• REQUIREMENT: Top to bottom, every record is to be copied word for word.

Saved data entries:
=== Begin Enclosure ===

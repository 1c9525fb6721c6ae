use std::{
    collections::HashSet,
    fs,
    path::{Path, PathBuf},
};

use anyhow::{Context, Result, bail};
use argon2::password_hash::PasswordHash;
use serde::Deserialize;

pub mod auth;
pub mod cache;
pub mod logging;
pub mod server;
pub mod storage;
pub mod upstream;

#[cfg(test)]
mod tests;

pub use auth::{AuthConfig, UserEntry};
pub use cache::CacheConfig;
pub use logging::LoggingConfig;
pub use server::ServerConfig;
pub use storage::StorageConfig;
pub use upstream::UpstreamConfig;

pub const DEFAULT_CONFIG_PATH: &str = "elephant.toml";

#[derive(Debug, Clone, Deserialize, Default)]
pub struct Config {
    #[serde(default)]
    pub server: ServerConfig,
    #[serde(default)]
    pub upstream: UpstreamConfig,
    #[serde(default)]
    pub cache: CacheConfig,
    #[serde(default)]
    pub storage: StorageConfig,
    #[serde(default)]
    pub auth: AuthConfig,
    #[serde(default)]
    pub logging: LoggingConfig,
}

impl Config {
    pub fn load(path: Option<PathBuf>) -> Result<Self> {
        let candidate = path.unwrap_or_else(|| PathBuf::from(DEFAULT_CONFIG_PATH));
        if candidate.exists() {
            let raw = fs::read_to_string(&candidate)
                .with_context(|| format!("failed to read config {}", candidate.display()))?;
            let mut config = Self::from_toml(&raw)
                .with_context(|| format!("invalid config {}", candidate.display()))?;
            config.normalize_paths(candidate.parent().unwrap_or(Path::new(".")));
            Ok(config)
        } else {
            tracing::warn!(
                path = %candidate.display(),
                "configuration file not found, using defaults"
            );
            let mut config = Config::default();
            let cwd = std::env::current_dir().context("reading current directory")?;
            config.normalize_paths(&cwd);
            Ok(config)
        }
    }

    pub fn from_toml(raw: &str) -> Result<Self> {
        toml::from_str(raw).context("parsing toml")
    }

    fn normalize_paths(&mut self, base_dir: &Path) {
        self.storage.normalize_paths(base_dir);
        self.auth.normalize_paths(base_dir);
    }

    pub fn validate(&self) -> Result<()> {
        let scheme = self.upstream.url.scheme();
        if scheme != "https" && scheme != "http" {
            bail!("unsupported upstream scheme {}", self.upstream.url);
        }
        if self.upstream.url.host_str().is_none() {
            bail!("upstream url {} has no host", self.upstream.url);
        }
        if self.upstream.timeout_secs == 0 {
            bail!("upstream.timeout_secs must be greater than zero");
        }

        let mut seen = HashSet::new();
        for user in &self.auth.users {
            if user.name.trim().is_empty() {
                bail!("auth.users entries need a non-empty name");
            }
            if !seen.insert(user.name.as_str()) {
                bail!("duplicate auth user {}", user.name);
            }
            PasswordHash::new(&user.password_hash).map_err(|err| {
                anyhow::anyhow!("auth user {} has an invalid password_hash: {err}", user.name)
            })?;
        }
        Ok(())
    }
}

=== End Enclosure ===

• RESULT OF THE EXERCISE:
repository 1c9525fb6721c6ae
use std::{
    collections::HashSet,
    fs,
    path::{Path, PathBuf},
};

use anyhow::{Context, Result, bail};
use argon2::password_hash::PasswordHash;
use serde::Deserialize;

pub mod auth;
pub mod cache;
pub mod logging;
pub mod server;
pub mod storage;
pub mod upstream;

#[cfg(test)]
mod tests;

pub use auth::{AuthConfig, UserEntry};
pub use cache::CacheConfig;
pub use logging::LoggingConfig;
pub use server::ServerConfig;
pub use storage::StorageConfig;
pub use upstream::UpstreamConfig;

pub const DEFAULT_CONFIG_PATH: &str = "elephant.toml";

#[derive(Debug, Clone, Deserialize, Default)]
pub struct Config {
    #[serde(default)]
    pub server: ServerConfig,
    #[serde(default)]
    pub upstream: UpstreamConfig,
    #[serde(default)]
    pub cache: CacheConfig,
    #[serde(default)]
    pub storage: StorageConfig,
    #[serde(default)]
    pub auth: AuthConfig,
    #[serde(default)]
    pub logging: LoggingConfig,
}

impl Config {
    pub fn load(path: Option<PathBuf>) -> Result<Self> {
        let candidate = path.unwrap_or_else(|| PathBuf::from(DEFAULT_CONFIG_PATH));
        if candidate.exists() {
            let raw = fs::read_to_string(&candidate)
                .with_context(|| format!("failed to read config {}", candidate.display()))?;
            let mut config = Self::from_toml(&raw)
                .with_context(|| format!("invalid config {}", candidate.display()))?;
            config.normalize_paths(candidate.parent().unwrap_or(Path::new(".")));
            Ok(config)
        } else {
            tracing::warn!(
                path = %candidate.display(),
                "configuration file not found, using defaults"
            );
            let mut config = Config::default();
            let cwd = std::env::current_dir().context("reading current directory")?;
            config.normalize_paths(&cwd);
            Ok(config)
        }
    }

    pub fn from_toml(raw: &str) -> Result<Self> {
        toml::from_str(raw).context("parsing toml")
    }

    fn normalize_paths(&mut self, base_dir: &Path) {
        self.storage.normalize_paths(base_dir);
        self.auth.normalize_paths(base_dir);
    }

    pub fn validate(&self) -> Result<()> {
        let scheme = self.upstream.url.scheme();
        if scheme != "https" && scheme != "http" {
            bail!("unsupported upstream scheme {}", self.upstream.url);
        }
        if self.upstream.url.host_str().is_none() {
            bail!("upstream url {} has no host", self.upstream.url);
        }
        if self.upstream.timeout_secs == 0 {
            bail!("upstream.timeout_secs must be greater than zero");
        }

        let mut seen = HashSet::new();
        for user in &self.auth.users {
            if user.name.trim().is_empty() {
                bail!("auth.users entries need a non-empty name");
            }
            if !seen.insert(user.name.as_str()) {
                bail!("duplicate auth user {}", user.name);
            }
            PasswordHash::new(&user.password_hash).map_err(|err| {
                anyhow::anyhow!("auth user {} has an invalid password_hash: {err}", user.name)
            })?;
        }
        Ok(())
    }
}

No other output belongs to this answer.